§ **Task brief**: From the records below, please repeat exactly the line that has "immediates by value.", the line that has "(Self::Code(a), Self::Code(b)) =>", and every line between them, and nothing else.
Content starts
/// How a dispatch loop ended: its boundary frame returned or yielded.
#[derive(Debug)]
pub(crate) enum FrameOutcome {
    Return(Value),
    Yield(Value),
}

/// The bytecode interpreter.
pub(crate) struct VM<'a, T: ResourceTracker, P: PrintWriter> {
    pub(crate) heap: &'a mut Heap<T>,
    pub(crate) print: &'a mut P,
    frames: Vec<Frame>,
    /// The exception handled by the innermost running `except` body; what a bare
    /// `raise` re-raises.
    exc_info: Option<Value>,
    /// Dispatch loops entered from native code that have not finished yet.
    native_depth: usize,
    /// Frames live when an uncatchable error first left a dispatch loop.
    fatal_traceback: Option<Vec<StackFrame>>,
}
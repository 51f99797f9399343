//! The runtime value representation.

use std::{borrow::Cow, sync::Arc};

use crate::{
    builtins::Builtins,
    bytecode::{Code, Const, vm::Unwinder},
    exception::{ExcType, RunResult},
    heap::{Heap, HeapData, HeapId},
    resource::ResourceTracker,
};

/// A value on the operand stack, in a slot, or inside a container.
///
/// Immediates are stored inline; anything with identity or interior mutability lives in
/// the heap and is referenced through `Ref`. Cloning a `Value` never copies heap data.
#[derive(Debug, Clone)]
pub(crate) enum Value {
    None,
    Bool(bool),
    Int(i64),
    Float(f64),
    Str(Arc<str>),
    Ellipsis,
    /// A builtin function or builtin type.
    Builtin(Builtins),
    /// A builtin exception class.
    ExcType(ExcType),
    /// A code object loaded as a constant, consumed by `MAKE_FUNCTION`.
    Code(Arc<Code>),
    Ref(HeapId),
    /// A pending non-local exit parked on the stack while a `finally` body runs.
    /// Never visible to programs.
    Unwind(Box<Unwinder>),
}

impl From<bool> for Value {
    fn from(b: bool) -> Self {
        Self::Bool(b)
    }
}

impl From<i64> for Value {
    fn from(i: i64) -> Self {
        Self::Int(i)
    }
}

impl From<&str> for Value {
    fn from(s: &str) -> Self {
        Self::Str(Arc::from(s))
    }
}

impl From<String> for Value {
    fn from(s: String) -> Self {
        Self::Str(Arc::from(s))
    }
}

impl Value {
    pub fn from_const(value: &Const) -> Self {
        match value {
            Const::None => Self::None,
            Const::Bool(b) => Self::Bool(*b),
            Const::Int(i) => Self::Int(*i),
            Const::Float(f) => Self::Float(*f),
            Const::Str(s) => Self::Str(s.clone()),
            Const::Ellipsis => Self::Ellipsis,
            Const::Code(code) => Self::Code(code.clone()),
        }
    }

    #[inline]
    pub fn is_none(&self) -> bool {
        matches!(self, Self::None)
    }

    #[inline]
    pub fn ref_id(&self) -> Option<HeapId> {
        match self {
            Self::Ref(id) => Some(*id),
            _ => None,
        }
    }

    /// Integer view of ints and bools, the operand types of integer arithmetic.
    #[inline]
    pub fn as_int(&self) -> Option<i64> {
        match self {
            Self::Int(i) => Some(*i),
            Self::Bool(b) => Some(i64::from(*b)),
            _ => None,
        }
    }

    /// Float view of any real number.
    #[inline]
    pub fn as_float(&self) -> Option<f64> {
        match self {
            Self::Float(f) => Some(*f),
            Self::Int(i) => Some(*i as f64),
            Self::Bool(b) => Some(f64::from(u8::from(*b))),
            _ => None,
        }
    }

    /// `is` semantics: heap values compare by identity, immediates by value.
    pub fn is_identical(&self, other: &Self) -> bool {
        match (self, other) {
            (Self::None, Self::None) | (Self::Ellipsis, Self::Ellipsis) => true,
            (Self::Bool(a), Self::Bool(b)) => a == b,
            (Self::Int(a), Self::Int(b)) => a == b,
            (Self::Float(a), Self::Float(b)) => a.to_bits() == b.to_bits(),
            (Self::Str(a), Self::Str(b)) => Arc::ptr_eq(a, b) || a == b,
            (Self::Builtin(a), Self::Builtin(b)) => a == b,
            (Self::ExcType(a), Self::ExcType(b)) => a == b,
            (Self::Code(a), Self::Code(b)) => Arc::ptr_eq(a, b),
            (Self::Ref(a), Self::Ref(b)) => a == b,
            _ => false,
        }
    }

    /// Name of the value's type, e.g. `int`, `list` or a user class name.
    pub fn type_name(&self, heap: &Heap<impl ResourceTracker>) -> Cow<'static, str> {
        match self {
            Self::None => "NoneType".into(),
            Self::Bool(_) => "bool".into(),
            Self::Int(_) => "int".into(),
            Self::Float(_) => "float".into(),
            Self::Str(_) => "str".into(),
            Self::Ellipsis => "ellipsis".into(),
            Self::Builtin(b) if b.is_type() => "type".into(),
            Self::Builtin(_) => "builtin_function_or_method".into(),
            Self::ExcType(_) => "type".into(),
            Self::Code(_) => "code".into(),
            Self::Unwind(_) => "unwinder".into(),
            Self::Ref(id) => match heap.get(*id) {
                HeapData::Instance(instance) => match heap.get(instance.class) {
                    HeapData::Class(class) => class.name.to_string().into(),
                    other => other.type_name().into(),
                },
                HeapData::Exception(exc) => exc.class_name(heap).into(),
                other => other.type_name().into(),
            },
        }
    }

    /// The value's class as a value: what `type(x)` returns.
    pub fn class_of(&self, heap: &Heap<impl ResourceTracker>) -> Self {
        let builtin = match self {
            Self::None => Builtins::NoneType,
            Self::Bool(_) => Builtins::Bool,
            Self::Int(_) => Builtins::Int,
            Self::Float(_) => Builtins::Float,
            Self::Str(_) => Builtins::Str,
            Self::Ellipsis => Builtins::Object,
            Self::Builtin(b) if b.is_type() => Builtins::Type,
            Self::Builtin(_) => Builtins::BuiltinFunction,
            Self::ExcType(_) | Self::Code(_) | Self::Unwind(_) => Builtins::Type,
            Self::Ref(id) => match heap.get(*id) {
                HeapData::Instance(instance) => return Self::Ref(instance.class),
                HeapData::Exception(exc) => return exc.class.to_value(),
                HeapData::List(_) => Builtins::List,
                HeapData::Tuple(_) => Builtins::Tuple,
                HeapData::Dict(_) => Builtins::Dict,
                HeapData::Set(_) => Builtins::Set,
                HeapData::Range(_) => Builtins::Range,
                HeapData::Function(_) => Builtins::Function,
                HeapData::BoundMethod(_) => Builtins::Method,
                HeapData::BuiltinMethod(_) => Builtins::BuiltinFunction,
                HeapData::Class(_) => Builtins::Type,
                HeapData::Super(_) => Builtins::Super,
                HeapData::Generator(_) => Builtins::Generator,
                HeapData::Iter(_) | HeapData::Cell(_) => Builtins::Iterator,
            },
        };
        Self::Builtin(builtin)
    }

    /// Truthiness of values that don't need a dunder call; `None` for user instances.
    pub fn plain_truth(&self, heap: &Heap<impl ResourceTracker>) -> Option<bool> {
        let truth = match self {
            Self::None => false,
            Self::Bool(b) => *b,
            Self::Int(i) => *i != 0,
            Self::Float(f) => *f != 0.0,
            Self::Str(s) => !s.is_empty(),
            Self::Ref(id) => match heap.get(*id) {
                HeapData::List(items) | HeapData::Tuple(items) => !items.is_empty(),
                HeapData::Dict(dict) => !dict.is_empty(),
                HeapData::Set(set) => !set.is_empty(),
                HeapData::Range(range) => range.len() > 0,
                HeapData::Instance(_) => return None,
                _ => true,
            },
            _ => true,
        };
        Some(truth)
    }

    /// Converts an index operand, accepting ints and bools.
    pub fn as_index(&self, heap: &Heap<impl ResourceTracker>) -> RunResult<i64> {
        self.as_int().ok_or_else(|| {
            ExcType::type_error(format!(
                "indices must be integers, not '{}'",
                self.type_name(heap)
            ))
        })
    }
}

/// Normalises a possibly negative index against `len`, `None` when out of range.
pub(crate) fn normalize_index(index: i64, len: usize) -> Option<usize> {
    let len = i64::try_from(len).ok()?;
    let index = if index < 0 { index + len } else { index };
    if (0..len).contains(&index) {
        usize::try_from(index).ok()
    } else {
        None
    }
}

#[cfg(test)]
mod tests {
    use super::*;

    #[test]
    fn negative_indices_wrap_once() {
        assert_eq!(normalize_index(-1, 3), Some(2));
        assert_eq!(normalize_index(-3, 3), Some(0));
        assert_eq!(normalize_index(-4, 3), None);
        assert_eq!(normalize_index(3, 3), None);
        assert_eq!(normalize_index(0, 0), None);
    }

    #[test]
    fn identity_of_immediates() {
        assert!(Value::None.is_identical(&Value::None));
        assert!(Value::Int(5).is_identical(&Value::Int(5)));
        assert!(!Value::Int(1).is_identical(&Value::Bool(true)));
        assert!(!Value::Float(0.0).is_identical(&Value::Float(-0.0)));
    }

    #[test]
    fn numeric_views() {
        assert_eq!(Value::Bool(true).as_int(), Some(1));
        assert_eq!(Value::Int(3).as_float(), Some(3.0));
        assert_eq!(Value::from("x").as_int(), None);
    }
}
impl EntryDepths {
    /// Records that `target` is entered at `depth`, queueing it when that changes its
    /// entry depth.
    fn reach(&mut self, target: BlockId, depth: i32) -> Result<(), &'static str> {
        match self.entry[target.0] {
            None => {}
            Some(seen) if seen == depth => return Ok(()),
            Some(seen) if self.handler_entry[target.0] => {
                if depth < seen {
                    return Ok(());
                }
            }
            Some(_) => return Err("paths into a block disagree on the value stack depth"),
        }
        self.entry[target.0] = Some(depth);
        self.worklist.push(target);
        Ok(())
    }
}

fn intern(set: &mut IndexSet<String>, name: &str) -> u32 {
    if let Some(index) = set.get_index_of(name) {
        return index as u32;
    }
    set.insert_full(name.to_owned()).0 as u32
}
Content ends
§ **Task response**:
    /// `is` semantics: heap values compare by identity, immediates by value.
    pub fn is_identical(&self, other: &Self) -> bool {
        match (self, other) {
            (Self::None, Self::None) | (Self::Ellipsis, Self::Ellipsis) => true,
            (Self::Bool(a), Self::Bool(b)) => a == b,
            (Self::Int(a), Self::Int(b)) => a == b,
            (Self::Float(a), Self::Float(b)) => a.to_bits() == b.to_bits(),
            (Self::Str(a), Self::Str(b)) => Arc::ptr_eq(a, b) || a == b,
            (Self::Builtin(a), Self::Builtin(b)) => a == b,
            (Self::ExcType(a), Self::ExcType(b)) => a == b,
            (Self::Code(a), Self::Code(b)) => Arc::ptr_eq(a, b),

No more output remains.